Saved entries:
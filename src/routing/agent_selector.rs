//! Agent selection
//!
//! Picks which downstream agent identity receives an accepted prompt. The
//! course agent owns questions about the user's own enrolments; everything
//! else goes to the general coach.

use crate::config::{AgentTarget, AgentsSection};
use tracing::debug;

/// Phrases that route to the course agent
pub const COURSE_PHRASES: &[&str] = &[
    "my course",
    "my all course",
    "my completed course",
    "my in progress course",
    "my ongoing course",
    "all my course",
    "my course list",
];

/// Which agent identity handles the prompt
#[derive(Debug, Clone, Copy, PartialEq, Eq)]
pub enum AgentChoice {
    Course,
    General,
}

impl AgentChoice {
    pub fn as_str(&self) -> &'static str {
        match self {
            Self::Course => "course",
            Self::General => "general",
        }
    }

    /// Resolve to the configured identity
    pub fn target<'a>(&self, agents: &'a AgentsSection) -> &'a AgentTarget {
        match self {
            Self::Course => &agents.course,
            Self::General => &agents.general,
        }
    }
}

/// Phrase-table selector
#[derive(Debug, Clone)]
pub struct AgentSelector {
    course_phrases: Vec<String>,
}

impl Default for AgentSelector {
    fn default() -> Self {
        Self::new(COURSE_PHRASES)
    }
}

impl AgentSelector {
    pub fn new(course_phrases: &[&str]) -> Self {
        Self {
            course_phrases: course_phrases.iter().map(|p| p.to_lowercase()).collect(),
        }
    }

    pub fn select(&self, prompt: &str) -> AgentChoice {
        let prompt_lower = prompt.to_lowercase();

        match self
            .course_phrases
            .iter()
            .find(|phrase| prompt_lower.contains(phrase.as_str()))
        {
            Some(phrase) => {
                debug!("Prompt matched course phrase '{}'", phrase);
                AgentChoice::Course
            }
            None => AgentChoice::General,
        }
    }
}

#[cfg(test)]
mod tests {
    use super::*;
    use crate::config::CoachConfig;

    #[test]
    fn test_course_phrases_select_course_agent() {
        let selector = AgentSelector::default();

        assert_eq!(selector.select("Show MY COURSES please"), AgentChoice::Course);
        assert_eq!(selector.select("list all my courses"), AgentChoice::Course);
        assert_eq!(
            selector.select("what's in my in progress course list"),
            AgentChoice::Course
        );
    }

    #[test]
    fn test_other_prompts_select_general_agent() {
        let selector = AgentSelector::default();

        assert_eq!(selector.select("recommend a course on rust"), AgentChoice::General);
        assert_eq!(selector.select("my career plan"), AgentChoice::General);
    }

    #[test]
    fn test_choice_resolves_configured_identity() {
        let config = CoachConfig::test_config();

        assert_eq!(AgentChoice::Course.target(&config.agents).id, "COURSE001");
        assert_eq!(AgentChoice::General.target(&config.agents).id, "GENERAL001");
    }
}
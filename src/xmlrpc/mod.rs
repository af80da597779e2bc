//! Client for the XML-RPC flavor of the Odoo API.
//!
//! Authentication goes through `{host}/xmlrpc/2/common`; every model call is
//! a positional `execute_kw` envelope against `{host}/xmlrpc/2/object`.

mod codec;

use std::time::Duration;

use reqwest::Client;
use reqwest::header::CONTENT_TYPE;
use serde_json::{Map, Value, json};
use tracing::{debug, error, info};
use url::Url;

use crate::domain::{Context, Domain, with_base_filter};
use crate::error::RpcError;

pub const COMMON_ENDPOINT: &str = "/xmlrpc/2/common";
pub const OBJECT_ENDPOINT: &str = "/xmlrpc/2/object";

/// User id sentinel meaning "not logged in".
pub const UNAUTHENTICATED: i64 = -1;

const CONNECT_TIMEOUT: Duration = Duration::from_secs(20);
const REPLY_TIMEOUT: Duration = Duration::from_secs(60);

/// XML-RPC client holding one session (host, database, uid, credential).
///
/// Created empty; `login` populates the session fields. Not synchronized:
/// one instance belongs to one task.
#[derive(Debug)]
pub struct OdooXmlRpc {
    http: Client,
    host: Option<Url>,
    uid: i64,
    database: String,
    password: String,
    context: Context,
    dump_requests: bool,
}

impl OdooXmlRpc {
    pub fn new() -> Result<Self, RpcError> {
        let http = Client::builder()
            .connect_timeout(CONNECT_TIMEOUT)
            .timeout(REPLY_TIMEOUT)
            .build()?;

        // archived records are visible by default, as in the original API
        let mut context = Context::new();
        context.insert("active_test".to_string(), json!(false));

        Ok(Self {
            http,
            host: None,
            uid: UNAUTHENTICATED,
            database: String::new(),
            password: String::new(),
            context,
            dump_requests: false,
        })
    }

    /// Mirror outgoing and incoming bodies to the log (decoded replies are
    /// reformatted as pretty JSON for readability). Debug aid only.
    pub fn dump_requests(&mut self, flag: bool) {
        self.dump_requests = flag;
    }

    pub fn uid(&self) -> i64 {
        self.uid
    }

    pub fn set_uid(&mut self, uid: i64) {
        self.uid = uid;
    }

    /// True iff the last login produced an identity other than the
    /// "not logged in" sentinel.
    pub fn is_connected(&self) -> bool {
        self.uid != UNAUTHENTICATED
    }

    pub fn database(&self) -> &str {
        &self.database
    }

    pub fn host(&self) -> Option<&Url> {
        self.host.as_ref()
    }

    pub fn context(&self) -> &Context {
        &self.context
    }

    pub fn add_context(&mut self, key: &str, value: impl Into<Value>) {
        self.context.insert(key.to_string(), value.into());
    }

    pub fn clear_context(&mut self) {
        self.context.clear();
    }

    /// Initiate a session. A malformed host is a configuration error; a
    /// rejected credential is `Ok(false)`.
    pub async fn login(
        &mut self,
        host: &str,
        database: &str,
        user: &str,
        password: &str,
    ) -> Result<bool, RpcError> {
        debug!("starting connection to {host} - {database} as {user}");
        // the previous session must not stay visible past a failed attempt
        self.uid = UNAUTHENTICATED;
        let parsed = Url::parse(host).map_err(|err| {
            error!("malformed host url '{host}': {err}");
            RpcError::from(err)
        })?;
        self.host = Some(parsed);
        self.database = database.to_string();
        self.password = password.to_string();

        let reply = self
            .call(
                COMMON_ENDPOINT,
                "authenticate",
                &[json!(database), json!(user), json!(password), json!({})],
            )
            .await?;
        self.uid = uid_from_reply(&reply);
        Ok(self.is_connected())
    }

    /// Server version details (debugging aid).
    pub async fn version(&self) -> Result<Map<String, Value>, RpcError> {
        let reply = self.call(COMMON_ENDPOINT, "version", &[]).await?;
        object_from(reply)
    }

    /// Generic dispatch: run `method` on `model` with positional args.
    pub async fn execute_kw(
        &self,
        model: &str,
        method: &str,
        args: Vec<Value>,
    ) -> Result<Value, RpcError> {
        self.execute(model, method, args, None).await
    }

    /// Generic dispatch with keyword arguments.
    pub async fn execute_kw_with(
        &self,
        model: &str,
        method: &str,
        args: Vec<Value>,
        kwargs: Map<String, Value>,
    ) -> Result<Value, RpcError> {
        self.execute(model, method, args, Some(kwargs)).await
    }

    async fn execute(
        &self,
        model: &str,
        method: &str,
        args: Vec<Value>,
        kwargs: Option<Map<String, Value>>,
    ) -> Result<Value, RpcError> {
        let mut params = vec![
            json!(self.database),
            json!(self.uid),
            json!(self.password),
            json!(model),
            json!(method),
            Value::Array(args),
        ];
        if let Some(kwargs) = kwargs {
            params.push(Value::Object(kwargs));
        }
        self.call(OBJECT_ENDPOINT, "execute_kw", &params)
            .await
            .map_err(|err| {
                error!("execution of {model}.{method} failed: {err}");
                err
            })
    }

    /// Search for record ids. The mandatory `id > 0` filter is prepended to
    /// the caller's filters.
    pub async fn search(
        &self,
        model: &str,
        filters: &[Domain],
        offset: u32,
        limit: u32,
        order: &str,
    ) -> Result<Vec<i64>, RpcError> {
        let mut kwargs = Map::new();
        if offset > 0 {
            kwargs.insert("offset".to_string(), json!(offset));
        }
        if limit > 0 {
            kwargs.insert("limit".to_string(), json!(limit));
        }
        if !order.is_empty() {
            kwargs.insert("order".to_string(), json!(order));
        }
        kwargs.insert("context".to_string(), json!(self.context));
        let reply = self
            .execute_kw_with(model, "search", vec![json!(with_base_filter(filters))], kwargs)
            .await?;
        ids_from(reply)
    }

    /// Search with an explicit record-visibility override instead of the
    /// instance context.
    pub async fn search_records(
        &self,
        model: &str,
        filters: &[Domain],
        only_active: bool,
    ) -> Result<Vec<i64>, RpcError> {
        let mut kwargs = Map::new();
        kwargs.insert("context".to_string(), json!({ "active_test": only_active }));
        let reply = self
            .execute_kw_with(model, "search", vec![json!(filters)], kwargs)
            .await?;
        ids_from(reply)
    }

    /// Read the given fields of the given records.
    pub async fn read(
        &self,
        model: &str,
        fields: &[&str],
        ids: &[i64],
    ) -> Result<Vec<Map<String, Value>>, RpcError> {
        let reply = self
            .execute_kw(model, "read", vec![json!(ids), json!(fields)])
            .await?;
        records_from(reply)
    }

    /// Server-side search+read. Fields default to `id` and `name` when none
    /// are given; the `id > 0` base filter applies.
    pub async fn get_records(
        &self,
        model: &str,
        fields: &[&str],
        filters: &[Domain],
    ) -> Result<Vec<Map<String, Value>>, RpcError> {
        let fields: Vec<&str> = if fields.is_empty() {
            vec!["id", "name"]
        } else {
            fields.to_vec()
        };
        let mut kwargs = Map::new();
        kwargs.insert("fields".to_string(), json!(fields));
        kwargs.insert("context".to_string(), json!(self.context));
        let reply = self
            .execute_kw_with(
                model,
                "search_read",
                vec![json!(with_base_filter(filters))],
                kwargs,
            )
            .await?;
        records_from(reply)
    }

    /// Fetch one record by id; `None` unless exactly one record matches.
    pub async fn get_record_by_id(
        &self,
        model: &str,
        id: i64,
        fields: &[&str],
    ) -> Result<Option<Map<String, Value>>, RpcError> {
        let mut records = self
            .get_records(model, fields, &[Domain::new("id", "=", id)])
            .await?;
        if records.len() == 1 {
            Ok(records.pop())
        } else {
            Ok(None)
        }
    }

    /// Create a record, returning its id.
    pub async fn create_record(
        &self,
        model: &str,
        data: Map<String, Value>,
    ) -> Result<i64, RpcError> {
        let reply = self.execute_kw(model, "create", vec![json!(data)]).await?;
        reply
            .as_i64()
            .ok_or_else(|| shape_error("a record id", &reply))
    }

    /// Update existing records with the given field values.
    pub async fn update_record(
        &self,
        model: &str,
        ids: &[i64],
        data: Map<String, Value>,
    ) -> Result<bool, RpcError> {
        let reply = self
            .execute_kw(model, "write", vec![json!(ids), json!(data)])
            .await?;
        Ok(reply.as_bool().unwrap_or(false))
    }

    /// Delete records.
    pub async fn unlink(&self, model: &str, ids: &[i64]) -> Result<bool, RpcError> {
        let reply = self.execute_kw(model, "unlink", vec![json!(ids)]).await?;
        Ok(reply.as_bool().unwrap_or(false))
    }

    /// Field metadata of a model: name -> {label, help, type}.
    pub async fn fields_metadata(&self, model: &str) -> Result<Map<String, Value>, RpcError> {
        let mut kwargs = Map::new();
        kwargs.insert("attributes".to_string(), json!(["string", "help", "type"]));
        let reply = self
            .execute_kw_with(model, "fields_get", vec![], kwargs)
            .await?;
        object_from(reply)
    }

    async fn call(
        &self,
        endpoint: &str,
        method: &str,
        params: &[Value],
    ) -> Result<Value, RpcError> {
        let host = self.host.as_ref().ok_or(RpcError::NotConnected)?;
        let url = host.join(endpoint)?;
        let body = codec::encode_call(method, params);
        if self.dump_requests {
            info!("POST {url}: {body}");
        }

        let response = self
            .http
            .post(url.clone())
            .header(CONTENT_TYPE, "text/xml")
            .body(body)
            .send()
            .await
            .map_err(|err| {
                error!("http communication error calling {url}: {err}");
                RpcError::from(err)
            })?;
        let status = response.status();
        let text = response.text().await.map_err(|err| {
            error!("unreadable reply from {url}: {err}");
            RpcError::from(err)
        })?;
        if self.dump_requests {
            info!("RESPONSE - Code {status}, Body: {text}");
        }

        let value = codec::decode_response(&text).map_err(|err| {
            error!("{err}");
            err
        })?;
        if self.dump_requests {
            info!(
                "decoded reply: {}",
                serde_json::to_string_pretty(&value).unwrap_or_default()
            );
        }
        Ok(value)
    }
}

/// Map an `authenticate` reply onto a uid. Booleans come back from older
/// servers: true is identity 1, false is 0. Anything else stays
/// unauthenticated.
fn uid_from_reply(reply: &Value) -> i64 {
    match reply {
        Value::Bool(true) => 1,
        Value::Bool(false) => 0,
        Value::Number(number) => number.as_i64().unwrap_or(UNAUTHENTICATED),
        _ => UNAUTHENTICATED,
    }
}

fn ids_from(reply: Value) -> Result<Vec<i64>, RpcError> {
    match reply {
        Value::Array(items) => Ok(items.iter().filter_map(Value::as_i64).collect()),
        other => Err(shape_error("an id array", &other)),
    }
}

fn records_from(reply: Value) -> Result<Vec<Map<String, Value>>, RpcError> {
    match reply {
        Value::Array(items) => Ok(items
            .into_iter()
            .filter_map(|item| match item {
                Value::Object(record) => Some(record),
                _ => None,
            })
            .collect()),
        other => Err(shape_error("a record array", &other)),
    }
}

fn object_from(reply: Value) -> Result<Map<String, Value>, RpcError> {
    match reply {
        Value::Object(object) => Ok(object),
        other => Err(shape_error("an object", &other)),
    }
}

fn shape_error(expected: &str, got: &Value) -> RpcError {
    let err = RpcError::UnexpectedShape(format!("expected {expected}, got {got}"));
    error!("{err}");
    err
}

** About this exercise **
Filter the entries above and copy only the lines that hold "flag".

** Exercise response **
    pub fn dump_requests(&mut self, flag: bool) {
        self.dump_requests = flag;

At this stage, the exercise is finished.